Threads of Life has been working with traditional growers, weavers and dyers for over 20 years. Their work has played an important role in ensuring that traditional regional weaving and dying techniques have not been lost as the country rapidly modernises and artisans drift away from their crafts.
“Since 1998, Threads of Life has been developing its natural dye skills in collaboration with the indigenous weavers we work with across Indonesia,”says Threads of Life co-founder William Ingram. “We learned to dye with indigo, Morinda-red, and other traditional colours for three reasons. First, in order to determine that we were indeed buying natural dyed work. Second, to discover where the transmission of knowledge between generations had broken down and facilitate revitalisation of traditions. And third, to support sustainable cultivation and use of the dye plants.”

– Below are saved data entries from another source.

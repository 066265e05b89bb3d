//! Transfer execution: single-file transfers, the worker pool and result
//! aggregation

pub mod aggregate;
pub mod pool;
pub mod transfer;

pub use aggregate::{collect_results, ResultAggregator, TransferSummary};
pub use pool::{build_runtime, process_task, PoolStats, TransferPool};
pub use transfer::{download_one, transfer, upload_one};
//! Transfer tasks and their per-task outcomes

use super::SyncError;
use camino::{Utf8Path, Utf8PathBuf};
use std::fmt;
use std::time::Duration;

/// Direction of a run
#[derive(Debug, Clone, Copy, PartialEq, Eq)]
pub enum Operation {
    /// Local tree -> remote tree
    Upload,
    /// Remote tree -> local tree
    Download,
}

impl fmt::Display for Operation {
    fn fmt(&self, f: &mut fmt::Formatter<'_>) -> fmt::Result {
        match self {
            Operation::Upload => write!(f, "upload"),
            Operation::Download => write!(f, "download"),
        }
    }
}

/// Transfer parameters for a single file.
///
/// `from` is a local path for uploads and a remote path for downloads;
/// `to` is the other side.
#[derive(Debug, Clone, PartialEq, Eq)]
pub struct TransferTask {
    pub operation: Operation,
    pub from: Utf8PathBuf,
    pub to: Utf8PathBuf,
}

impl TransferTask {
    pub fn new(operation: Operation, from: impl Into<Utf8PathBuf>, to: impl Into<Utf8PathBuf>) -> Self {
        Self {
            operation,
            from: from.into(),
            to: to.into(),
        }
    }

    /// The side of the task that lives on the local filesystem
    pub fn local_path(&self) -> &Utf8Path {
        match self.operation {
            Operation::Upload => &self.from,
            Operation::Download => &self.to,
        }
    }

    /// The side of the task that lives on the remote server
    pub fn remote_path(&self) -> &Utf8Path {
        match self.operation {
            Operation::Upload => &self.to,
            Operation::Download => &self.from,
        }
    }
}

/// How a single transfer finished
#[derive(Debug, Clone, Copy, PartialEq, Eq, Hash, PartialOrd, Ord)]
pub enum TransferStatus {
    Done,
    Failed,
    AlreadyExists,
}

impl TransferStatus {
    pub const ALL: [TransferStatus; 3] = [
        TransferStatus::Done,
        TransferStatus::Failed,
        TransferStatus::AlreadyExists,
    ];

    pub fn label(&self) -> &'static str {
        match self {
            TransferStatus::Done => "Done",
            TransferStatus::Failed => "Failed",
            TransferStatus::AlreadyExists => "Already exists",
        }
    }
}

/// Outcome of one task, produced once by the worker that processed it.
///
/// Built through the constructors so a failed result always carries its
/// error and a skipped one never counts time or bytes.
#[derive(Debug)]
pub struct TransferResult {
    pub task: TransferTask,
    pub status: TransferStatus,
    pub time_spent: Duration,
    pub size: u64,
    pub error: Option<SyncError>,
}

impl TransferResult {
    pub fn done(task: TransferTask, time_spent: Duration, size: u64) -> Self {
        Self {
            task,
            status: TransferStatus::Done,
            time_spent,
            size,
            error: None,
        }
    }

    pub fn failed(task: TransferTask, time_spent: Duration, size: u64, error: SyncError) -> Self {
        Self {
            task,
            status: TransferStatus::Failed,
            time_spent,
            size,
            error: Some(error),
        }
    }

    pub fn already_exists(task: TransferTask) -> Self {
        Self {
            task,
            status: TransferStatus::AlreadyExists,
            time_spent: Duration::ZERO,
            size: 0,
            error: None,
        }
    }
}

Their new project Farmer to Fabric produces hand-woven cotton scarves and shawls in a luscious palette of indigo and cinnamon brown. This is cloth that supports traditional practices of harvesting hand-spun cotton and hand-loom weaving, coloured with natural dyes made from sustainably cultivated and harvested plants, processed with all natural and non-polluting methods and generating income for local Indonesian farmers and artisans. Every step of the textiles’ process is either certified as environmentally sustainable or can be demonstrated to be.

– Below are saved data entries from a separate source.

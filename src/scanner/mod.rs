//! Task list enumeration
//!
//! The whole list is built before any transfer starts.

mod local;
mod remote;

pub use local::build_upload_list;
pub use remote::build_download_list;

use camino::{Utf8Path, Utf8PathBuf};

/// Last path segment, or nothing for roots like `/` and `.`
fn entry_name(path: &Utf8Path) -> Option<&str> {
    path.file_name()
}

fn join_name(destination: &Utf8Path, name: Option<&str>) -> Utf8PathBuf {
    match name {
        Some(name) => destination.join(name),
        None => destination.to_path_buf(),
    }
}
//! WebDAV client backed by an opendal operator

use super::{normalize_path, ByteStream, Connector, RemoteClient, RemoteEntry};
use crate::config::TransferSettings;
use crate::hash::normalize_etag;
use crate::types::{RemoteError, SyncError};
use async_trait::async_trait;
use futures::TryStreamExt;
use opendal::{EntryMode, ErrorKind, Operator};
use tracing::{debug, warn};

/// Opens a fresh WebDAV session per call
#[derive(Debug, Clone, Copy, Default)]
pub struct WebDavConnector;

#[async_trait]
impl Connector for WebDavConnector {
    async fn connect(&self, settings: &TransferSettings) -> Result<Box<dyn RemoteClient>, SyncError> {
        let client = WebDavClient::new(settings)?;
        client
            .operator
            .check()
            .await
            .map_err(|e| SyncError::Connection(format!("{}: {}", settings.host, e)))?;
        debug!(host = %settings.host, user = %settings.user, "WebDAV session established");
        Ok(Box::new(client))
    }
}

pub struct WebDavClient {
    operator: Operator,
}

impl WebDavClient {
    pub fn new(settings: &TransferSettings) -> Result<Self, SyncError> {
        use opendal::services::Webdav;

        let mut builder = Webdav::default().endpoint(&settings.host);
        if !settings.user.is_empty() {
            builder = builder.username(&settings.user);
        }
        if !settings.password.is_empty() {
            builder = builder.password(&settings.password);
        }

        let operator = Operator::new(builder)
            .map_err(|e| SyncError::Connection(format!("{}: {}", settings.host, e)))?
            .finish();

        Ok(Self { operator })
    }
}

fn map_error(path: &str, err: opendal::Error) -> RemoteError {
    if err.kind() == ErrorKind::NotFound {
        RemoteError::NotFound(path.to_string())
    } else {
        RemoteError::other(path, err)
    }
}

fn dir_path(path: &str) -> String {
    let path = normalize_path(path);
    if path == "/" {
        path
    } else {
        format!("{}/", path)
    }
}

#[async_trait]
impl RemoteClient for WebDavClient {
    async fn stat(&self, path: &str) -> Result<RemoteEntry, RemoteError> {
        let meta = self
            .operator
            .stat(path)
            .await
            .map_err(|e| map_error(path, e))?;

        Ok(match meta.mode() {
            EntryMode::FILE => RemoteEntry::File {
                etag: meta.etag().map(|tag| normalize_etag(tag).to_string()),
            },
            EntryMode::DIR => RemoteEntry::Directory,
            EntryMode::Unknown => RemoteEntry::Other,
        })
    }

    async fn list_dir(&self, path: &str) -> Result<Vec<String>, RemoteError> {
        let dir = dir_path(path);
        let entries = self
            .operator
            .list(&dir)
            .await
            .map_err(|e| map_error(path, e))?;

        // Some servers include the collection itself in the listing.
        let own = dir.trim_matches('/');
        let mut names: Vec<String> = entries
            .iter()
            .filter(|entry| entry.path().trim_matches('/') != own)
            .map(|entry| entry.name().trim_end_matches('/').to_string())
            .filter(|name| !name.is_empty())
            .collect();
        names.sort();
        Ok(names)
    }

    async fn create_dir_all(&self, path: &str) -> Result<(), RemoteError> {
        self.operator
            .create_dir(&dir_path(path))
            .await
            .map_err(|e| map_error(path, e))
    }

    async fn read_stream(&self, path: &str) -> Result<ByteStream, RemoteError> {
        let reader = self
            .operator
            .reader(path)
            .await
            .map_err(|e| map_error(path, e))?;
        let stream = reader
            .into_bytes_stream(..)
            .await
            .map_err(|e| map_error(path, e))?;
        Ok(Box::pin(stream))
    }

    async fn write_stream(&self, path: &str, mut stream: ByteStream) -> Result<(), RemoteError> {
        let mut writer = self
            .operator
            .writer(path)
            .await
            .map_err(|e| map_error(path, e))?;

        loop {
            match stream.try_next().await {
                Ok(Some(chunk)) => {
                    if let Err(e) = writer.write(chunk).await {
                        if let Err(abort_err) = writer.abort().await {
                            warn!(remote = path, error = %abort_err, "Could not abort upload");
                        }
                        return Err(map_error(path, e));
                    }
                }
                Ok(None) => break,
                Err(e) => {
                    if let Err(abort_err) = writer.abort().await {
                        warn!(remote = path, error = %abort_err, "Could not abort upload");
                    }
                    return Err(RemoteError::other(path, e));
                }
            }
        }

        writer.close().await.map_err(|e| map_error(path, e))?;
        Ok(())
    }
}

The project is based at the integrated Threads of Life centre which brings together a garden of dye plants, a research lab, dying facilities and workshop space for weekly batik classes and monthly events which are open to the public. (https://www.threadsoflife.com/workshops).
The project came about to address social changes at the grassroots. “One of the biggest social problems we see in our partner communities is male migration for work. This leaves women weavers as single heads of households, and limits the amount of time they can spend weaving,” William told me. “To help keep families together, we are paying the husbands to stay home and cultivate more dye plants for us.
The chemical-free cotton has been grown in central Java on small-holder garden plots mixed with other crops for hundreds of years. Now that local demand has fallen, Farmer to Fabric provides a market that encourages the growers to keep producing it by purchasing the finished, undyed textiles.
The home-grown cotton was spun by hand and woven into traditional dimensions; this system is being honoured by the project to maintain the stories of the cloth. Seser is a loosely woven coarse cotton (50 x 175cm), a sayut is a more densely woven cotton with macramé ends, 60 cm x 3m, and a jarit is 80cm x 3m. The shorter pieces can be used as shawls, scarves or tailored into blouses/jackets and the longer pieces can be used for cushion covers and home décor.
Indigo for the project is grown and made into a dye paste by farmers in Java, Flores and East Bali. Threads of Life’s study of indigo cultivation and teaching of dye paste making began with an applied research project funded by the Australian Centre for International Agricultural Research. All the indigo now grown for Farmer to Fabric – about 20 hectares – originated from cuttings of a single Strobilanthes cusia plant.
While this species is from the Himalayas, it is non-invasive and both shade and elevation tolerant in Indonesia. William has been developing indigo supply chains across the country, both for the Bali centre’s needs, and to supply weavers making traditional cloth for the Threads of Life gallery, many of whom run out of indigo during the dry season.
The red/brown dye is a traditional one derived from the bark of a mangrove tree (Ceriops tagal). The bark comes from an 80,000 hectare Forest Stewardship Council (FSC)-certified forest concession in Papua. In this carefully managed project, other mangrove species are harvested for wood pulp and the Ceriops bark is a by-product.
The dying process is complex, lengthy and requires great skill. Extracts of both dyes need to be made a month before they are used to fully develop the colour. The brown dye must be cooked in a copper pot. The textile is washed before dying to prepare the fibre, then submerged and stirred in a dye bath of the desired colour saturation. It takes about four hours of intensive work to dye each piece, and great care must be taken to ensure that the long cloth absorbs the colour evenly.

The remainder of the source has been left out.